▸ WHAT TO WORK ON
Copy out nothing but the line containing "no data payload." and the lines that follow it to the end of the entries, exactly as they stand.

▸ EXCERPTED RECORDS
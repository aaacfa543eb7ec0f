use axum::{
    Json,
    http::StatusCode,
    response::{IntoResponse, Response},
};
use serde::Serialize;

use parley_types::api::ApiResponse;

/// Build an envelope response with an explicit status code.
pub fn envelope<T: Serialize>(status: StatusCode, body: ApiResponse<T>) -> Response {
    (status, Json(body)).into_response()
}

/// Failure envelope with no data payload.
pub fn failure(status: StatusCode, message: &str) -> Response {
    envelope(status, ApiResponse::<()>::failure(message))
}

▸ TASK RESPONSE
/// Failure envelope with no data payload.
pub fn failure(status: StatusCode, message: &str) -> Response {
    envelope(status, ApiResponse::<()>::failure(message))
}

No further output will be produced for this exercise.